__TASK DESCRIPTION__.
Emit the entire listing verbatim.
*** Opening of DATA SECTION ***
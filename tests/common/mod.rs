#![allow(dead_code)]

use ahash::AHashSet;
use approx::assert_relative_eq;
use camino::Utf8PathBuf;
use hifitime::Epoch;

use mpcq::{
    crossmatch::MatchResult,
    fetch::{InMemorySource, ObservationSource, TimeRange},
    observations::ObservationRecord,
    submissions::Submission,
    time::{parse_timestamp, shift_seconds},
    Designation, MpcqError, Observation,
};

pub fn data_path(name: &str) -> Utf8PathBuf {
    Utf8PathBuf::from(env!("CARGO_MANIFEST_DIR"))
        .join("tests")
        .join("data")
        .join(name)
}

pub fn epoch(s: &str) -> Epoch {
    parse_timestamp(s).unwrap()
}

/// Observation at `offset_s` seconds after `t0`.
pub fn obs_at(
    id: &str,
    designation: &str,
    submission_id: &str,
    t0: &str,
    offset_s: f64,
    ra: f64,
    dec: f64,
) -> Observation {
    Observation::builder(id, designation, shift_seconds(epoch(t0), offset_s), ra, dec)
        .stn("F51")
        .submission_id(submission_id)
        .build()
        .unwrap()
}

pub fn assert_matched(result: &MatchResult, reference_id: &str, sep_arcsec: f64, dt_s: f64) {
    assert_eq!(result.reference_id(), Some(reference_id));
    assert_relative_eq!(result.separation_arcsec.unwrap(), sep_arcsec, epsilon = 1e-3);
    assert_relative_eq!(result.separation_seconds.unwrap(), dt_s, epsilon = 1e-6);
}

pub fn assert_unmatched(result: &MatchResult) {
    assert!(result.reference.is_none());
    assert!(result.separation_arcsec.is_none());
    assert!(result.separation_seconds.is_none());
}

/// Source that fails for some designations and delegates to an in-memory source otherwise.
pub struct FailingSource {
    pub inner: InMemorySource,
    pub failing: AHashSet<Designation>,
}

impl FailingSource {
    pub fn new(observations: &[Observation], failing: &[Designation]) -> Self {
        FailingSource {
            inner: InMemorySource::from_observations(observations),
            failing: failing.iter().cloned().collect(),
        }
    }

    fn check(&self, designations: &[Designation]) -> Result<(), MpcqError> {
        match designations.iter().find(|d| self.failing.contains(*d)) {
            Some(d) => Err(MpcqError::Fetch {
                designation: d.clone(),
                reason: "warehouse unavailable".into(),
            }),
            None => Ok(()),
        }
    }
}

impl ObservationSource for FailingSource {
    fn fetch_observations(
        &self,
        designations: &[Designation],
        time_range: Option<&TimeRange>,
    ) -> Result<Vec<ObservationRecord>, MpcqError> {
        self.check(designations)?;
        self.inner.fetch_observations(designations, time_range)
    }

    fn fetch_submission_history(
        &self,
        designations: &[Designation],
    ) -> Result<Vec<Submission>, MpcqError> {
        self.check(designations)?;
        self.inner.fetch_submission_history(designations)
    }
}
*** Close of DATA SECTION ***
__OUTPUT BELOW__.
filename tests/common/mod.rs
#![allow(dead_code)]

use ahash::AHashSet;
use approx::assert_relative_eq;
use camino::Utf8PathBuf;
use hifitime::Epoch;

use mpcq::{
    crossmatch::MatchResult,
    fetch::{InMemorySource, ObservationSource, TimeRange},
    observations::ObservationRecord,
    submissions::Submission,
    time::{parse_timestamp, shift_seconds},
    Designation, MpcqError, Observation,
};

pub fn data_path(name: &str) -> Utf8PathBuf {
    Utf8PathBuf::from(env!("CARGO_MANIFEST_DIR"))
        .join("tests")
        .join("data")
        .join(name)
}

pub fn epoch(s: &str) -> Epoch {
    parse_timestamp(s).unwrap()
}

/// Observation at `offset_s` seconds after `t0`.
pub fn obs_at(
    id: &str,
    designation: &str,
    submission_id: &str,
    t0: &str,
    offset_s: f64,
    ra: f64,
    dec: f64,
) -> Observation {
    Observation::builder(id, designation, shift_seconds(epoch(t0), offset_s), ra, dec)
        .stn("F51")
        .submission_id(submission_id)
        .build()
        .unwrap()
}

pub fn assert_matched(result: &MatchResult, reference_id: &str, sep_arcsec: f64, dt_s: f64) {
    assert_eq!(result.reference_id(), Some(reference_id));
    assert_relative_eq!(result.separation_arcsec.unwrap(), sep_arcsec, epsilon = 1e-3);
    assert_relative_eq!(result.separation_seconds.unwrap(), dt_s, epsilon = 1e-6);
}

pub fn assert_unmatched(result: &MatchResult) {
    assert!(result.reference.is_none());
    assert!(result.separation_arcsec.is_none());
    assert!(result.separation_seconds.is_none());
}

/// Source that fails for some designations and delegates to an in-memory source otherwise.
pub struct FailingSource {
    pub inner: InMemorySource,
    pub failing: AHashSet<Designation>,
}

impl FailingSource {
    pub fn new(observations: &[Observation], failing: &[Designation]) -> Self {
        FailingSource {
            inner: InMemorySource::from_observations(observations),
            failing: failing.iter().cloned().collect(),
        }
    }

    fn check(&self, designations: &[Designation]) -> Result<(), MpcqError> {
        match designations.iter().find(|d| self.failing.contains(*d)) {
            Some(d) => Err(MpcqError::Fetch {
                designation: d.clone(),
                reason: "warehouse unavailable".into(),
            }),
            None => Ok(()),
        }
    }
}

impl ObservationSource for FailingSource {
    fn fetch_observations(
        &self,
        designations: &[Designation],
        time_range: Option<&TimeRange>,
    ) -> Result<Vec<ObservationRecord>, MpcqError> {
        self.check(designations)?;
        self.inner.fetch_observations(designations, time_range)
    }

    fn fetch_submission_history(
        &self,
        designations: &[Designation],
    ) -> Result<Vec<Submission>, MpcqError> {
        self.check(designations)?;
        self.inner.fetch_submission_history(designations)
    }
}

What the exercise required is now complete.